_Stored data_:
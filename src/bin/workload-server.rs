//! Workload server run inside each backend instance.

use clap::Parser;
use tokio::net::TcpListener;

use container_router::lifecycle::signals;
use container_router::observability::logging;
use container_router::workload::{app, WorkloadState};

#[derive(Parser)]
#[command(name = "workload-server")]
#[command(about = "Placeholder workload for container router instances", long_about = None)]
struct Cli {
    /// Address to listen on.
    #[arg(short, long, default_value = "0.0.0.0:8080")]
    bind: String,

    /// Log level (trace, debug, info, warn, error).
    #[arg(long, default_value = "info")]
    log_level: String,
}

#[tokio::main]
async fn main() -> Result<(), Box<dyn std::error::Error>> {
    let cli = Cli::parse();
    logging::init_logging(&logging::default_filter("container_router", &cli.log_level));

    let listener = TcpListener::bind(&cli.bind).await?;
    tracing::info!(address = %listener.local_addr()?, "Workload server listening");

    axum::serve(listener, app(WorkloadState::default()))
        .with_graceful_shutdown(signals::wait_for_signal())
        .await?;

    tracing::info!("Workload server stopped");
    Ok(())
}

...

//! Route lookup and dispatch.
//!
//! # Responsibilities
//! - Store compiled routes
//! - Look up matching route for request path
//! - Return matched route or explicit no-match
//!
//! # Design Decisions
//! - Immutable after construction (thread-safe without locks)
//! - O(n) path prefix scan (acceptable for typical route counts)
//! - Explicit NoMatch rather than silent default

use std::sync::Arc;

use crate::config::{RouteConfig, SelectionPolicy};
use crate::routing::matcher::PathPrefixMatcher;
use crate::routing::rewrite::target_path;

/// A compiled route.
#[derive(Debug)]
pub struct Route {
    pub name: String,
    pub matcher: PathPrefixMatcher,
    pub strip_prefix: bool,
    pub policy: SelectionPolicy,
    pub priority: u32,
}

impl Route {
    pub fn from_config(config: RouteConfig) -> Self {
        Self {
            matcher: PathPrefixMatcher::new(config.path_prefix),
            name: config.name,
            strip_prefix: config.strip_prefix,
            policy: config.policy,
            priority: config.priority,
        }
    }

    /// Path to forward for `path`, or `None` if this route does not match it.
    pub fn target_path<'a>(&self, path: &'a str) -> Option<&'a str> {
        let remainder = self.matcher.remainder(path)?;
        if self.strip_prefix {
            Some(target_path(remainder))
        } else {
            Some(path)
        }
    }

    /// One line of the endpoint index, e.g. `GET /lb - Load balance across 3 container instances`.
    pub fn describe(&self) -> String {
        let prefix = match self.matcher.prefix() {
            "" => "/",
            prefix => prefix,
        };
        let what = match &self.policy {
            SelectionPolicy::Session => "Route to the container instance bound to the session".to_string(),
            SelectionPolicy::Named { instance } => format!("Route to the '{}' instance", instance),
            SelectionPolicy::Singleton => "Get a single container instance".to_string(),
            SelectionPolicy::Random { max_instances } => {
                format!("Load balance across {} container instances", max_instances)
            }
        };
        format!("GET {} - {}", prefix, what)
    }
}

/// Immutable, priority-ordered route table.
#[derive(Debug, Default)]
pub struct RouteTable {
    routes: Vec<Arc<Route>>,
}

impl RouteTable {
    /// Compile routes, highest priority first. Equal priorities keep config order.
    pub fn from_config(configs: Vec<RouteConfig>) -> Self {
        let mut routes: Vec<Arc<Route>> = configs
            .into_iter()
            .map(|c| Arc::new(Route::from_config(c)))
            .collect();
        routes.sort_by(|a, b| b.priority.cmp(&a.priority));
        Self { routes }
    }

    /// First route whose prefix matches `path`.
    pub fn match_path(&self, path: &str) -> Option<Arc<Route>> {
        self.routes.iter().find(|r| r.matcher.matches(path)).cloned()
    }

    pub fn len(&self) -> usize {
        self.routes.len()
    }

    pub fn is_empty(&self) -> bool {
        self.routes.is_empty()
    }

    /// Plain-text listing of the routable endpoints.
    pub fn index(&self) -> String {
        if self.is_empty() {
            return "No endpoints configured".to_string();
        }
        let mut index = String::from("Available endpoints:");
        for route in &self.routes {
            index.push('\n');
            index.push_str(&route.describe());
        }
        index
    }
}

_REQUIREMENT_: All lines above between those holding "filename src/bin/workload-server.rs" and "let cli = Cli::parse();", inclusive, must be set down unchanged, and no other line may be included.

_RESPONSE AREA_:
filename src/bin/workload-server.rs
//! Workload server run inside each backend instance.

use clap::Parser;
use tokio::net::TcpListener;

use container_router::lifecycle::signals;
use container_router::observability::logging;
use container_router::workload::{app, WorkloadState};

#[derive(Parser)]
#[command(name = "workload-server")]
#[command(about = "Placeholder workload for container router instances", long_about = None)]
struct Cli {
    /// Address to listen on.
    #[arg(short, long, default_value = "0.0.0.0:8080")]
    bind: String,

    /// Log level (trace, debug, info, warn, error).
    #[arg(long, default_value = "info")]
    log_level: String,
}

#[tokio::main]
async fn main() -> Result<(), Box<dyn std::error::Error>> {
    let cli = Cli::parse();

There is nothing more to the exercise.